Segment Start: Working data
//! Postrefs CLI - typed references between content records

use clap::{Parser, Subcommand};
use std::path::{Path, PathBuf};
use postrefs::config::{self, PostrefsConfig};
use tracing_subscriber::{fmt, prelude::*, EnvFilter};

mod commands;
mod output;

#[derive(Parser)]
#[command(name = "postrefs")]
#[command(version)]
#[command(about = "Typed reference relationships between content records")]
#[command(long_about = r#"
Postrefs lets you declare named relation kinds between content types and
attach target records to source records:
  • A registry of reference definitions (source type, key, target types)
  • Per-record attachment lists stored as record meta
  • Reverse lookup: which records reference a given record
  • HTML rendering: inline [ref] tags, a sidebar widget, editor fields

Example usage:
  postrefs init
  postrefs types add article --label Articles
  postrefs refs upsert article related --target news --title "Related news"
  postrefs attach set 1 related 4 7
  postrefs find 7
  postrefs serve --port 8080
"#)]
struct Cli {
    /// Enable verbose logging
    #[arg(short, long, global = true)]
    verbose: bool,

    /// Path to the config file (default: ./postrefs.toml)
    #[arg(short, long, global = true)]
    config: Option<PathBuf>,

    /// Path to the database file (overrides the config)
    #[arg(short, long, global = true)]
    database: Option<PathBuf>,

    /// Emit machine-readable JSON
    #[arg(long, global = true)]
    json: bool,

    #[command(subcommand)]
    command: Commands,
}

#[derive(Subcommand)]
enum Commands {
    /// Write a config file, create the database and install default settings
    Init {
        /// Overwrite an existing config
        #[arg(long)]
        force: bool,

        /// Public base URL used for record links
        #[arg(long)]
        site_url: Option<String>,

        /// Port for `serve`
        #[arg(long)]
        port: Option<u16>,
    },

    /// Manage content types
    Types {
        #[command(subcommand)]
        command: TypesCommand,
    },

    /// Manage content records
    Records {
        #[command(subcommand)]
        command: RecordsCommand,
    },

    /// Manage reference definitions
    Refs {
        #[command(subcommand)]
        command: RefsCommand,
    },

    /// Read and write attachment lists
    Attach {
        #[command(subcommand)]
        command: AttachCommand,
    },

    /// Find records that reference a record
    Find {
        /// Target record id
        target: i64,

        /// Only consider referrers of these types
        #[arg(short, long = "type", value_delimiter = ',')]
        types: Vec<String>,

        /// Only published referrers
        #[arg(long)]
        published: bool,
    },

    /// Render a record's reference lists as HTML
    Render {
        /// Record id
        record: i64,

        /// Only this relation
        #[arg(short, long)]
        key: Option<String>,

        /// Render the record body with inline tags expanded instead
        #[arg(long)]
        body: bool,
    },

    /// Run the HTTP server
    Serve {
        /// Port to listen on (overrides the config)
        #[arg(short, long)]
        port: Option<u16>,

        /// Show a sidebar widget for this relation key on record pages
        #[arg(long)]
        widget: Option<String>,

        /// Widget title
        #[arg(long, default_value = "References")]
        widget_title: String,
    },

    /// Run the removal hook (settings are kept)
    Uninstall,

    /// Show database statistics
    Stats,
}

#[derive(Subcommand)]
pub enum TypesCommand {
    /// Register a content type
    Add {
        name: String,

        /// Display label (defaults to the name)
        #[arg(short, long)]
        label: Option<String>,

        /// Hide the type from admin selectors
        #[arg(long)]
        hidden: bool,
    },

    /// List content types
    List {
        /// Include hidden types
        #[arg(short, long)]
        all: bool,
    },
}

#[derive(Subcommand)]
pub enum RecordsCommand {
    /// Create a record
    Add {
        record_type: String,
        title: String,

        /// publish, draft, pending, private or trash
        #[arg(short, long, default_value = "publish")]
        status: String,

        /// Content body (may contain [ref] tags)
        #[arg(short, long, default_value = "")]
        body: String,
    },

    /// List records
    List {
        /// Only records of this type
        #[arg(short = 't', long = "type")]
        record_type: Option<String>,
    },

    /// Change a record's publish status
    Status { id: i64, status: String },

    /// Delete a record and its meta
    Delete { id: i64 },
}

#[derive(Subcommand)]
pub enum RefsCommand {
    /// List definitions
    List {
        /// Only definitions for this source type
        #[arg(short = 't', long = "type")]
        source_type: Option<String>,

        /// Only definitions with this key
        #[arg(short, long)]
        key: Option<String>,
    },

    /// Create or update the definition for (source type, key)
    Upsert {
        source_type: String,
        key: String,

        /// Allowed target types
        #[arg(short, long = "target", value_delimiter = ',', required = true)]
        targets: Vec<String>,

        /// Editor field title
        #[arg(long)]
        title: String,
    },

    /// Remove every definition matching (source type, key)
    Remove { source_type: String, key: String },

    /// Delete one definition by its id, as the settings screen does
    Delete { id: u64 },
}

#[derive(Subcommand)]
pub enum AttachCommand {
    /// Replace a record's list for one relation
    Set {
        record: i64,
        key: String,
        /// Target record ids, in display order
        targets: Vec<i64>,
    },

    /// Show a record's lists
    Get {
        record: i64,

        /// Only this relation
        #[arg(short, long)]
        key: Option<String>,
    },
}

#[derive(Clone, Copy, Debug, PartialEq, Eq)]
pub enum OutputMode {
    Human,
    Json,
}

impl OutputMode {
    pub fn is_human(self) -> bool {
        self == OutputMode::Human
    }
}

/// Print a JSON success envelope
pub fn emit_success(output_mode: OutputMode, command: &str, data: serde_json::Value) -> anyhow::Result<()> {
    if output_mode == OutputMode::Json {
        let envelope = serde_json::json!({
            "ok": true,
            "command": command,
            "data": data,
        });
        println!("{}", serde_json::to_string_pretty(&envelope)?);
    }
    Ok(())
}

/// Config plus the database it points at
pub struct Context {
    pub config: PostrefsConfig,
    pub config_path: PathBuf,
    /// Directory relative database paths are resolved against
    pub base_dir: PathBuf,
    pub database_path: PathBuf,
}

impl Context {
    fn resolve(config_path: Option<&Path>, database: Option<PathBuf>) -> anyhow::Result<Self> {
        let config_path = config_path.map(Path::to_path_buf).unwrap_or_else(config::default_config_path);
        let config = config::load_config(Some(&config_path))?.unwrap_or_default();
        let base = config_path
            .parent()
            .filter(|p| !p.as_os_str().is_empty())
            .map(Path::to_path_buf)
            .unwrap_or_else(|| PathBuf::from("."));
        let database_path = database
            .or_else(|| config.database.as_ref().map(|d| base.join(d)))
            .unwrap_or_else(|| config::default_database_path_in(&base));
        Ok(Self {
            config,
            config_path,
            base_dir: base,
            database_path,
        })
    }
}

fn main() -> anyhow::Result<()> {
    let cli = Cli::parse();

    // Initialize logging
    let filter = if cli.verbose {
        EnvFilter::new("debug")
    } else {
        EnvFilter::new("info")
    };

    tracing_subscriber::registry()
        .with(fmt::layer().with_writer(std::io::stderr))
        .with(filter)
        .init();

    let output_mode = if cli.json { OutputMode::Json } else { OutputMode::Human };
    let ctx = Context::resolve(cli.config.as_deref(), cli.database)?;

    match cli.command {
        Commands::Init { force, site_url, port } => commands::run_init(output_mode, &ctx, force, site_url, port),
        Commands::Types { command } => commands::run_types(output_mode, &ctx, command),
        Commands::Records { command } => commands::run_records(output_mode, &ctx, command),
        Commands::Refs { command } => commands::run_refs(output_mode, &ctx, command),
        Commands::Attach { command } => commands::run_attach(output_mode, &ctx, command),
        Commands::Find { target, types, published } => commands::run_find(output_mode, &ctx, target, &types, published),
        Commands::Render { record, key, body } => commands::run_render(&ctx, record, key.as_deref(), body),
        Commands::Serve { port, widget, widget_title } => commands::run_serve(&ctx, port, widget, widget_title),
        Commands::Uninstall => commands::run_uninstall(output_mode, &ctx),
        Commands::Stats => commands::run_stats(output_mode, &ctx),
    }
}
Segment End: Working data
▸ **Problem details**:
Write out the entries verbatim, all of them.

▸ **Answer box**:
//! Postrefs CLI - typed references between content records

use clap::{Parser, Subcommand};
use std::path::{Path, PathBuf};
use postrefs::config::{self, PostrefsConfig};
use tracing_subscriber::{fmt, prelude::*, EnvFilter};

mod commands;
mod output;

#[derive(Parser)]
#[command(name = "postrefs")]
#[command(version)]
#[command(about = "Typed reference relationships between content records")]
#[command(long_about = r#"
Postrefs lets you declare named relation kinds between content types and
attach target records to source records:
  • A registry of reference definitions (source type, key, target types)
  • Per-record attachment lists stored as record meta
  • Reverse lookup: which records reference a given record
  • HTML rendering: inline [ref] tags, a sidebar widget, editor fields

Example usage:
  postrefs init
  postrefs types add article --label Articles
  postrefs refs upsert article related --target news --title "Related news"
  postrefs attach set 1 related 4 7
  postrefs find 7
  postrefs serve --port 8080
"#)]
struct Cli {
    /// Enable verbose logging
    #[arg(short, long, global = true)]
    verbose: bool,

    /// Path to the config file (default: ./postrefs.toml)
    #[arg(short, long, global = true)]
    config: Option<PathBuf>,

    /// Path to the database file (overrides the config)
    #[arg(short, long, global = true)]
    database: Option<PathBuf>,

    /// Emit machine-readable JSON
    #[arg(long, global = true)]
    json: bool,

    #[command(subcommand)]
    command: Commands,
}

#[derive(Subcommand)]
enum Commands {
    /// Write a config file, create the database and install default settings
    Init {
        /// Overwrite an existing config
        #[arg(long)]
        force: bool,

        /// Public base URL used for record links
        #[arg(long)]
        site_url: Option<String>,

        /// Port for `serve`
        #[arg(long)]
        port: Option<u16>,
    },

    /// Manage content types
    Types {
        #[command(subcommand)]
        command: TypesCommand,
    },

    /// Manage content records
    Records {
        #[command(subcommand)]
        command: RecordsCommand,
    },

    /// Manage reference definitions
    Refs {
        #[command(subcommand)]
        command: RefsCommand,
    },

    /// Read and write attachment lists
    Attach {
        #[command(subcommand)]
        command: AttachCommand,
    },

    /// Find records that reference a record
    Find {
        /// Target record id
        target: i64,

        /// Only consider referrers of these types
        #[arg(short, long = "type", value_delimiter = ',')]
        types: Vec<String>,

        /// Only published referrers
        #[arg(long)]
        published: bool,
    },

    /// Render a record's reference lists as HTML
    Render {
        /// Record id
        record: i64,

        /// Only this relation
        #[arg(short, long)]
        key: Option<String>,

        /// Render the record body with inline tags expanded instead
        #[arg(long)]
        body: bool,
    },

    /// Run the HTTP server
    Serve {
        /// Port to listen on (overrides the config)
        #[arg(short, long)]
        port: Option<u16>,

        /// Show a sidebar widget for this relation key on record pages
        #[arg(long)]
        widget: Option<String>,

        /// Widget title
        #[arg(long, default_value = "References")]
        widget_title: String,
    },

    /// Run the removal hook (settings are kept)
    Uninstall,

    /// Show database statistics
    Stats,
}

#[derive(Subcommand)]
pub enum TypesCommand {
    /// Register a content type
    Add {
        name: String,

        /// Display label (defaults to the name)
        #[arg(short, long)]
        label: Option<String>,

        /// Hide the type from admin selectors
        #[arg(long)]
        hidden: bool,
    },

    /// List content types
    List {
        /// Include hidden types
        #[arg(short, long)]
        all: bool,
    },
}

#[derive(Subcommand)]
pub enum RecordsCommand {
    /// Create a record
    Add {
        record_type: String,
        title: String,

        /// publish, draft, pending, private or trash
        #[arg(short, long, default_value = "publish")]
        status: String,

        /// Content body (may contain [ref] tags)
        #[arg(short, long, default_value = "")]
        body: String,
    },

    /// List records
    List {
        /// Only records of this type
        #[arg(short = 't', long = "type")]
        record_type: Option<String>,
    },

    /// Change a record's publish status
    Status { id: i64, status: String },

    /// Delete a record and its meta
    Delete { id: i64 },
}

#[derive(Subcommand)]
pub enum RefsCommand {
    /// List definitions
    List {
        /// Only definitions for this source type
        #[arg(short = 't', long = "type")]
        source_type: Option<String>,

        /// Only definitions with this key
        #[arg(short, long)]
        key: Option<String>,
    },

    /// Create or update the definition for (source type, key)
    Upsert {
        source_type: String,
        key: String,

        /// Allowed target types
        #[arg(short, long = "target", value_delimiter = ',', required = true)]
        targets: Vec<String>,

        /// Editor field title
        #[arg(long)]
        title: String,
    },

    /// Remove every definition matching (source type, key)
    Remove { source_type: String, key: String },

    /// Delete one definition by its id, as the settings screen does
    Delete { id: u64 },
}

#[derive(Subcommand)]
pub enum AttachCommand {
    /// Replace a record's list for one relation
    Set {
        record: i64,
        key: String,
        /// Target record ids, in display order
        targets: Vec<i64>,
    },

    /// Show a record's lists
    Get {
        record: i64,

        /// Only this relation
        #[arg(short, long)]
        key: Option<String>,
    },
}

#[derive(Clone, Copy, Debug, PartialEq, Eq)]
pub enum OutputMode {
    Human,
    Json,
}

impl OutputMode {
    pub fn is_human(self) -> bool {
        self == OutputMode::Human
    }
}

/// Print a JSON success envelope
pub fn emit_success(output_mode: OutputMode, command: &str, data: serde_json::Value) -> anyhow::Result<()> {
    if output_mode == OutputMode::Json {
        let envelope = serde_json::json!({
            "ok": true,
            "command": command,
            "data": data,
        });
        println!("{}", serde_json::to_string_pretty(&envelope)?);
    }
    Ok(())
}

/// Config plus the database it points at
pub struct Context {
    pub config: PostrefsConfig,
    pub config_path: PathBuf,
    /// Directory relative database paths are resolved against
    pub base_dir: PathBuf,
    pub database_path: PathBuf,
}

impl Context {
    fn resolve(config_path: Option<&Path>, database: Option<PathBuf>) -> anyhow::Result<Self> {
        let config_path = config_path.map(Path::to_path_buf).unwrap_or_else(config::default_config_path);
        let config = config::load_config(Some(&config_path))?.unwrap_or_default();
        let base = config_path
            .parent()
            .filter(|p| !p.as_os_str().is_empty())
            .map(Path::to_path_buf)
            .unwrap_or_else(|| PathBuf::from("."));
        let database_path = database
            .or_else(|| config.database.as_ref().map(|d| base.join(d)))
            .unwrap_or_else(|| config::default_database_path_in(&base));
        Ok(Self {
            config,
            config_path,
            base_dir: base,
            database_path,
        })
    }
}

fn main() -> anyhow::Result<()> {
    let cli = Cli::parse();

    // Initialize logging
    let filter = if cli.verbose {
        EnvFilter::new("debug")
    } else {
        EnvFilter::new("info")
    };

    tracing_subscriber::registry()
        .with(fmt::layer().with_writer(std::io::stderr))
        .with(filter)
        .init();

    let output_mode = if cli.json { OutputMode::Json } else { OutputMode::Human };
    let ctx = Context::resolve(cli.config.as_deref(), cli.database)?;

    match cli.command {
        Commands::Init { force, site_url, port } => commands::run_init(output_mode, &ctx, force, site_url, port),
        Commands::Types { command } => commands::run_types(output_mode, &ctx, command),
        Commands::Records { command } => commands::run_records(output_mode, &ctx, command),
        Commands::Refs { command } => commands::run_refs(output_mode, &ctx, command),
        Commands::Attach { command } => commands::run_attach(output_mode, &ctx, command),
        Commands::Find { target, types, published } => commands::run_find(output_mode, &ctx, target, &types, published),
        Commands::Render { record, key, body } => commands::run_render(&ctx, record, key.as_deref(), body),
        Commands::Serve { port, widget, widget_title } => commands::run_serve(&ctx, port, widget, widget_title),
        Commands::Uninstall => commands::run_uninstall(output_mode, &ctx),
        Commands::Stats => commands::run_stats(output_mode, &ctx),
    }
}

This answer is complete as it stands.